SAVUNMA AÇIK VERMEDİ
Takım savunması ise çok iyiydi. Erken skor avantajıyla geride hiç genişlik bırakılmadı. Bu da Kayserispor'a maç öncesi düşündüğü hücum planları için ortam vermedi. İkinci yarı da aynı görüntüyle oldu. Lugano'nun duran toptan attığı gol maçın neticesini belli etti. İki farklı skor avantajının rahatlığıyla F.Bahçe son 20 dakika tempoyu düşürüp daha çok geride kalarak rakibe fazla fırsat tanımadan 90 dakikanın sonunu kolaylıkla getirdi. F.Bahçe ligin ikinci yarısındaki önemli Trabzon ve Kayseri maçlarını seyircisiyle bütünleşerek yüksek tempolu ve saha avantajını değerlendirecek mücadele gücüyle oynadı. Mehmet Topuz, inanılmaz koşuyor, Selçuk, ikili mücadelelerde çok güçlü.

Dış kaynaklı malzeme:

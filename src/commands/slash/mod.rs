//! # Slash Commands (/)
//!
//! Discord native slash commands mirroring the text commands.
//!
//! - **Version**: 1.0.0
//! - **Since**: 1.0.0
//! - **Toggleable**: false

mod birthdays;

use anyhow::Result;
use log::info;
use serenity::builder::CreateApplicationCommand;
use serenity::model::application::command::Command;
use serenity::model::application::interaction::application_command::CommandDataOption;
use serenity::model::id::GuildId;
use serenity::prelude::Context;

/// Creates all slash command definitions
pub fn create_slash_commands() -> Vec<CreateApplicationCommand> {
    birthdays::create_commands()
}

/// Registers all slash commands globally
pub async fn register_global_commands(ctx: &Context) -> Result<()> {
    let slash_commands = create_slash_commands();
    let count = slash_commands.len();

    Command::set_global_application_commands(&ctx.http, |commands| {
        for command in slash_commands {
            commands.add_application_command(command);
        }
        commands
    })
    .await?;

    info!("Global slash commands registered successfully ({count} commands)");
    Ok(())
}

/// Registers all slash commands for a specific guild (faster for testing)
pub async fn register_guild_commands(ctx: &Context, guild_id: GuildId) -> Result<()> {
    let slash_commands = create_slash_commands();
    let count = slash_commands.len();

    guild_id
        .set_application_commands(&ctx.http, |commands| {
            for command in slash_commands {
                commands.add_application_command(command);
            }
            commands
        })
        .await?;

    info!("Guild slash commands registered for guild {guild_id} ({count} commands)");
    Ok(())
}

/// Utility function to get string option from slash command
pub fn get_string_option(options: &[CommandDataOption], name: &str) -> Option<String> {
    options
        .iter()
        .find(|opt| opt.name == name)
        .and_then(|opt| opt.value.as_ref())
        .and_then(|val| val.as_str())
        .map(|s| s.to_string())
}
//! # Feature: Birthday Reminders
//!
//! Daily scheduled reminders for upcoming and passed birthdays.
//!
//! - **Version**: 1.0.0
//! - **Since**: 1.0.0
//! - **Toggleable**: false

pub mod scheduler;

pub use scheduler::{BirthdayNotifier, NotifyJob, DEFAULT_JOBS};
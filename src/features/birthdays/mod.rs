//! # Feature: Birthdays
//!
//! Per-conversation birthday records with interactive add, search, remove
//! and edit dialogs.
//!
//! - **Version**: 1.1.0
//! - **Since**: 1.0.0
//! - **Toggleable**: false

pub mod command;
pub mod dialog;
pub mod flow;
pub mod keyboards;
pub mod messages;
pub mod model;
pub mod query;
pub mod store;
pub mod transport;

pub use command::Command;
pub use dialog::{Action, DateStep, DialogState, FlowToken, Stage};
pub use flow::{BirthdayFlows, Inbound};
pub use model::{Birthday, ConversationId, SearchMode, SearchQuery};
pub use query::Filter;
pub use store::BirthdayStore;
pub use transport::{Choice, Delivery, Keyboard, MessageId, Outbound, Transport};
//! User-facing text
//!
//! Markdown is rendered by the chat client, so bold and italics use `**`/`*`.

use super::model::{date_label, Birthday, MAX_NAME_LEN};

pub const HELP: &str = "Hi, I am a birthday reminder bot. I can help you remember birthdays of your friends and family.

You can use the following commands to interact with me:
  • /add <name> - Add a new birthday
  • /showall - Show all birthdays
  • /search - Search for birthdays
  • /remove - Remove a birthday
  • /edit - Change the name or date of a birthday";

pub const NO_RESULTS: &str = "***No Birthdays found***";
pub const ADD_USAGE: &str = "Please provide a name: /add <name>";
pub const SELECT_SEARCH_TYPE: &str = "Select the search type";
pub const SELECT_DAY: &str = "Select the day";
pub const SELECT_MONTH: &str = "Select the month";
pub const SELECT_DATE: &str = "Select the date";

pub fn retry(command: &str) -> String {
    format!("Something went wrong. Please try /{command} again.")
}

pub fn name_too_long() -> String {
    format!("That name is too long. Names can have at most {MAX_NAME_LEN} characters.")
}

pub fn select_birthday_of(name: &str) -> String {
    format!("Select the Birthday of '{name}'")
}

pub fn enter_name(command: &str) -> String {
    format!("Enter the name of the person to /{command}")
}

pub fn select_birthday_to(command: &str) -> String {
    format!("Select the birthday to /{command}")
}

pub fn added(birthday: &Birthday) -> String {
    format!("**Added Birthday** for {}", birthday)
}

pub fn already_exists(name: &str) -> String {
    format!("Name '{name}' already exists.\nDo you want to /remove it?")
}

pub fn removed(name: &str) -> String {
    format!("**Removed Birthday** of {name}")
}

pub fn search_results(birthdays: &[Birthday]) -> String {
    if birthdays.is_empty() {
        return NO_RESULTS.to_string();
    }
    let mut text = String::from("**Search Results:**\n");
    for birthday in birthdays {
        text.push_str(&format!("• {}\n", birthday));
    }
    text.truncate(text.trim_end().len());
    text
}

pub fn edit_what(name: &str) -> String {
    format!("What do you want to change for '{name}'?")
}

pub fn enter_new_name(name: &str) -> String {
    format!("Enter the new name for '{name}'")
}

pub fn renamed(old_name: &str, new_name: &str) -> String {
    format!("**Renamed** {old_name} to {new_name}")
}

pub fn rescheduled(name: &str, day: u32, month: u32) -> String {
    format!("**Updated Birthday** of {name} ({})", date_label(day, month))
}

/// Reminder text for a birthday `offset` days away (negative means it has passed)
pub fn notification(birthday: &Birthday, offset: i64) -> String {
    let when = match offset {
        -1 => {
            return format!(
                "Did you wish {} a happy birthday?\nIf not wish now itself.",
                birthday.name
            )
        }
        0 => "Today".to_string(),
        1 => "Tomorrow".to_string(),
        n if n < 0 => format!("{} days ago", -n),
        n => format!("{n} days from now"),
    };
    format!(
        "{when} is {}'s birthday 🎂 ({})",
        birthday.name,
        birthday.date_label()
    )
}

#[cfg(test)]
mod tests {
    use super::*;

    fn anna() -> Birthday {
        Birthday::new(1, "Anna", 15, 6)
    }

    #[test]
    fn test_search_results_layout() {
        let text = search_results(&[anna(), Birthday::new(1, "Bob", 30, 12)]);
        assert_eq!(text, "**Search Results:**\n• Anna (June 15)\n• Bob (December 30)");
        assert_eq!(search_results(&[]), NO_RESULTS);
    }

    #[test]
    fn test_notification_templates() {
        assert_eq!(notification(&anna(), 0), "Today is Anna's birthday 🎂 (June 15)");
        assert_eq!(notification(&anna(), 1), "Tomorrow is Anna's birthday 🎂 (June 15)");
        assert_eq!(
            notification(&anna(), 7),
            "7 days from now is Anna's birthday 🎂 (June 15)"
        );
        assert_eq!(
            notification(&anna(), -1),
            "Did you wish Anna a happy birthday?\nIf not wish now itself."
        );
    }

    #[test]
    fn test_flow_templates() {
        assert_eq!(added(&anna()), "**Added Birthday** for Anna (June 15)");
        assert_eq!(retry("add"), "Something went wrong. Please try /add again.");
        assert_eq!(removed("Anna"), "**Removed Birthday** of Anna");
        assert_eq!(rescheduled("Anna", 5, 1), "**Updated Birthday** of Anna (January 05)");
        assert!(HELP.lines().count() == 8);
    }
}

Gökhan Gönül, formda ve istikrarlı. Özer de maç eksikliğine rağmen dün gece iyi görev yaptı. Geri dörtlü zaten çok kaliteli isimlerden oluşuyor. Santos ve Yobo da fizik olarak güçlenince çok sağlam bir defans bloğu oluştu. Bir ikinci gerçek de şu ki; son iki Saracoğlu maçında görüldü, seyirciyle bütünleşerek, hırslı, agresif ve tempolu oynayan F.Bahçe karşısında Trabzon da dün gece Kayserispor da hiçbir varlık gösteremedi. Kayserispor'u hiç seyretmesem dün gece tanıyamazdım. Bu kalitede bir takım ancak bu kadar takım halinde kötü oynayabilir. Ne pas yapabildiler, ne savunma yapabildiler, ne de top kullanabildiler. Tabi erken yedikleri çok hatalı golün moral bozukluğuna Saraçoğlu'nun atmosferi de eklenince alışılmış kimliklerinin çok çok uzağında kaldılar.